Plus factuellement, l’absence récurrente de bombardiers d’eau, sitôt que s’éloigne l’été, n’est pas exempte de dangers. Dans un passé récent, lors du mois de février, notre région fut victime d’un week-end rouge. Une cinquantaine d’alertes simultanées. Les flammes attisées par un vent violent ravagèrent plus de mille cinq cents hectares de végétation. Pis encore les villages de Sampolo, Moncale et Calenzana furent menacés. Ce scénario n’est pas isolé.
Ailes brisées
À chaque fois, en ces périodes printanières ou automnales, un temps précieux est perdu avant l’arrivée de moyens aériens du continent. Les pompiers sont seuls en première ligne, mais leur bonne volonté ne suffit pas face à l’amplitude des foyers. Et des analyses affirment que le succès repose exclusivement ou presque sur l’attaque immédiate du feu. Quand il ne s’est pas encore propagé. Des largages avec deux ou trois heures de retard, faute de logistique sur place, est synonyme de bilans bien plus lourds. Et surtout de la mise en danger accrue des populations.
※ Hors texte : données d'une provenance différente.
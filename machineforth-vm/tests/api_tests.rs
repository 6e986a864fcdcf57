use std::cell::RefCell;
use std::rc::Rc;

use machineforth_vm::{ERR_ERASE_VIOLATION, NoUserFunction, Tracer, Vm};

const ROM: usize = 16;
const RAM: usize = 64;
const AXI: usize = 2048;

/// Packs a single opcode into the top (slot-26) position, remaining bits
/// zero. Opcodes that don't hard-return keep dispatching through the
/// lower slots as all-zero NOPs.
fn op(opcode: u32) -> u32 {
    opcode << 26
}

/// `LIT` consumes the rest of the word as its immediate.
fn lit(value: u32) -> u32 {
    (0o70 << 26) | (value & 0x03FF_FFFF)
}

#[derive(Clone, Debug, PartialEq, Eq)]
struct TraceRecord {
    kind: u8,
    id: i32,
    old: u32,
    new: u32,
}

#[derive(Clone, Default)]
struct RecordingTracer(Rc<RefCell<Vec<TraceRecord>>>);

impl Tracer for RecordingTracer {
    fn trace(&mut self, kind: u8, id: i32, old: u32, new: u32) {
        self.0.borrow_mut().push(TraceRecord { kind, id, old, new });
    }
}

#[test]
fn power_on_reset_gives_documented_initial_state() {
    let vm = Vm::<ROM, RAM, AXI>::new();
    assert_eq!(vm.pc(), 0);
    assert_eq!(vm.data_stack_top(), (0, 0));
    assert_eq!(vm.stack_depth(), 0);
}

#[test]
fn literal_dup_drop_round_trip_through_the_data_stack() {
    let mut vm = Vm::<ROM, RAM, AXI>::new();

    vm.step(lit(7), false);
    assert_eq!(vm.data_stack_top(), (7, 0));
    assert_eq!(vm.stack_depth(), 1);

    vm.step(op(0o01), false); // DUP
    assert_eq!(vm.data_stack_top(), (7, 7));
    assert_eq!(vm.stack_depth(), 2);

    vm.step(op(0o72), false); // DROP
    assert_eq!(vm.data_stack_top(), (7, 7));
    assert_eq!(vm.stack_depth(), 1);
}

#[test]
fn untracing_every_record_in_reverse_restores_exact_prior_state() {
    let log = Rc::new(RefCell::new(Vec::new()));
    let mut vm = Vm::<ROM, RAM, AXI, NoUserFunction, RecordingTracer>::with_hooks(
        NoUserFunction,
        RecordingTracer(log.clone()),
    );

    vm.step(lit(7), false);
    vm.step(op(0o01), false); // DUP

    let records: Vec<TraceRecord> = log.borrow().clone();
    assert!(!records.is_empty());
    for rec in records.iter().rev() {
        vm.untrace(rec.id, rec.old);
    }

    assert_eq!(vm.data_stack_top(), (0, 0));
    assert_eq!(vm.stack_depth(), 0);
}

#[test]
fn call_then_semicolon_returns_to_the_instruction_after_the_call() {
    let mut vm = Vm::<ROM, RAM, AXI>::new();
    assert_eq!(vm.pc(), 0);

    vm.step(op(0o74) | 5, false); // CALL 5
    assert_eq!(vm.pc(), 5);

    vm.step(op(0o02), false); // `;`
    assert_eq!(vm.pc(), 1);
}

#[test]
fn at_a_fetches_a_rom_cell_addressed_through_a() {
    let mut vm = Vm::<ROM, RAM, AXI>::new();
    assert_eq!(vm.write_rom(0xDEAD_BEEF, 12), 0);

    vm.step(lit(12), false); // T = 12
    vm.step(op(0o33), false); // A! : A = 12, T = N

    vm.step(op(0o22), false); // @A
    assert_eq!(vm.data_stack_top().0, 0xDEAD_BEEF);
}

#[test]
fn axi_burst_write_without_erase_is_rejected_and_leaves_axi_untouched() {
    // `!A`'s StoreX wraps its address by RAMsize alone (no ROM offset),
    // while SendAXI subtracts ROMsize from A before indexing RAM — so A
    // must be re-pointed between the store and the burst.
    let mut vm = Vm::<ROM, RAM, AXI>::new();

    vm.step(lit(0), false);
    vm.step(op(0o33), false); // A! : A = 0

    vm.step(lit(42), false);
    vm.step(op(0o42), false); // !A : RAM[0] = 42

    vm.step(lit((ROM as u32) * 4), false);
    vm.step(op(0o33), false); // A! : A = byte address SendAXI resolves to RAM[0]

    vm.step(lit(0), false);
    vm.step(lit(400), false); // T = dest byte address (AXI cell 100), N = length 0

    vm.step(op(0o21), false); // !AS, no prior erase
    assert_eq!(vm.ior(), ERR_ERASE_VIOLATION);
    assert_eq!(vm.peek_cell(400), 0);
}

#[test]
fn erasing_a_sector_then_bursting_ands_into_the_erased_content() {
    let _ = env_logger::try_init();
    let mut vm = Vm::<ROM, RAM, AXI>::new();

    vm.step(lit(0), false);
    vm.step(op(0o33), false); // A! : A = 0

    vm.step(lit(42), false);
    vm.step(op(0o42), false); // !A : RAM[0] = 42

    assert_eq!(vm.erase_axi_4k(0), 0);
    assert_eq!(vm.peek_cell(400), 0xFFFF_FFFF);

    vm.step(lit((ROM as u32) * 4), false);
    vm.step(op(0o33), false); // A! : A = byte address SendAXI resolves to RAM[0]

    vm.step(lit(0), false);
    vm.step(lit(400), false); // T = dest byte address, N = length 0

    vm.step(op(0o21), false); // !AS
    assert_eq!(vm.ior(), 0);
    assert_eq!(vm.peek_cell(400), 42);
}

#[test]
fn axi_stream_fetch_pulls_axi_content_into_ram() {
    // Pins the AXI->RAM direction for `@AS`/`ReceiveAXI` (§9 Open Question:
    // the source's `memmove` reads backwards against its own variable names).
    let mut vm = Vm::<ROM, RAM, AXI>::new();

    // Prime AXI[100] = 42 via the already-pinned SendAXI direction.
    vm.step(lit(0), false);
    vm.step(op(0o33), false); // A! : A = 0

    vm.step(lit(42), false);
    vm.step(op(0o42), false); // !A : RAM[0] = 42

    assert_eq!(vm.erase_axi_4k(0), 0);

    vm.step(lit((ROM as u32) * 4), false);
    vm.step(op(0o33), false); // A! : A = byte address SendAXI resolves to RAM[0]

    vm.step(lit(0), false);
    vm.step(lit(400), false); // T = dest byte address (AXI cell 100), N = length 0
    vm.step(op(0o21), false); // !AS
    assert_eq!(vm.ior(), 0);

    // Now pull AXI[100] back into a RAM cell other than RAM[0], via `@AS`.
    vm.step(lit(((ROM as u32) + 5) * 4), false);
    vm.step(op(0o33), false); // A! : A = byte address ReceiveAXI resolves to RAM[5]

    vm.step(lit(0), false);
    vm.step(lit(400), false); // T = src byte address (AXI cell 100), N = length 0
    vm.step(op(0o66), false); // @AS

    assert_eq!(vm.peek_cell(((ROM as u32) + 5) * 4), 42);
}

#[test]
fn stack_pointers_stay_within_the_ram_window_across_many_cycles() {
    let mut vm = Vm::<ROM, RAM, AXI>::new();
    for i in 0..200u32 {
        vm.step(lit(i), false);
        assert!(vm.stack_depth() < RAM as u32);
        if i % 2 == 0 {
            vm.step(op(0o72), false); // DROP
            assert!(vm.stack_depth() < RAM as u32);
        }
    }
}

#[test]
fn only_pc_mutating_opcodes_pay_the_three_cycle_pipeline_flush() {
    let log = Rc::new(RefCell::new(Vec::new()));
    let mut call_vm = Vm::<ROM, RAM, AXI, NoUserFunction, RecordingTracer>::with_hooks(
        NoUserFunction,
        RecordingTracer(log.clone()),
    );
    let before = call_vm.cycle_count();
    call_vm.step(op(0o74) | 3, false); // CALL, single slot, hard return
    assert_eq!(call_vm.cycle_count() - before, 4); // 1 slot + 3 for the PC write

    let mut nop_vm = Vm::<ROM, RAM, AXI, NoUserFunction, RecordingTracer>::with_hooks(
        NoUserFunction,
        RecordingTracer::default(),
    );
    let before = nop_vm.cycle_count();
    nop_vm.step(0, false); // all five slots plus the tail decode as NOP
    assert_eq!(nop_vm.cycle_count() - before, 6);
}
//! Instruction dispatcher: the slot loop and the 64-entry opcode table.
//!
//! Translated from `original_source/Tiff/src/vm.c`'s `VMstep`. The slot
//! variable drives three exit modes on top of the default "advance by 6":
//! short-circuit to the tail slot (`slot = 0`), restart (`slot = 26`, which
//! the unconditional post-decrement turns into "resume at 20" — see
//! `DESIGN.md`), and the hard early returns that PC-writing/pointer-fetch/
//! user-call opcodes take. The tail re-entry at `slot == -4` is kept as an
//! explicit final step rather than an implicit fall-through, per §9's
//! design note.

use crate::regs::{RID_A, RID_B, RID_N, RID_PC, RID_R, RID_RP, RID_SP, RID_T, RID_UP};
use crate::trace::{Tracer, UserFunction, TRACE_NEW_GROUP};
use crate::vm::Vm;
//! Client for the external remote-sensing platform.
//!
//! The platform owns imagery storage, catalog indexing, cloud filtering,
//! compositing, and tile rendering; this module only queries it.

pub mod client;
pub mod credentials;

use thiserror::Error;

pub use client::{ImageryClient, Visualization};
pub use credentials::ServiceAccountKey;

#[derive(Debug, Error)]
pub enum PlatformError {
    /// The filtered collection contained no scene for the requested point.
    #[error("no imagery found for the requested location")]
    NoImageryFound,

    #[error("platform request failed: {0}")]
    Http(#[from] reqwest::Error),

    #[error("platform returned status {code}: {body}")]
    Status { code: u16, body: String },

    #[error("malformed platform response: {0}")]
    Malformed(&'static str),
}
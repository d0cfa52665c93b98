//! Core data models for the imagery service.

pub mod scene;

pub use scene::{Scene, SceneMetadata};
L’interrogation est de mise. Par quelle obscure raison la flottille des avions jeunes salvateurs émigre sous des cieux hexagonaux à l’issue de l’immuable « saison feu » décrétée en haut lieu ? Économies de bout de chandelle ? Impuissance à se défaire d’habitudes ? Refus patent de scruter l’évidence ? Qu’importent les raisons. Le constat est limpide. De même que les flammes ne connaissant pas la frontière de Vizzavona, elles ne rentrent pas en sommeil au rythme du calendrier.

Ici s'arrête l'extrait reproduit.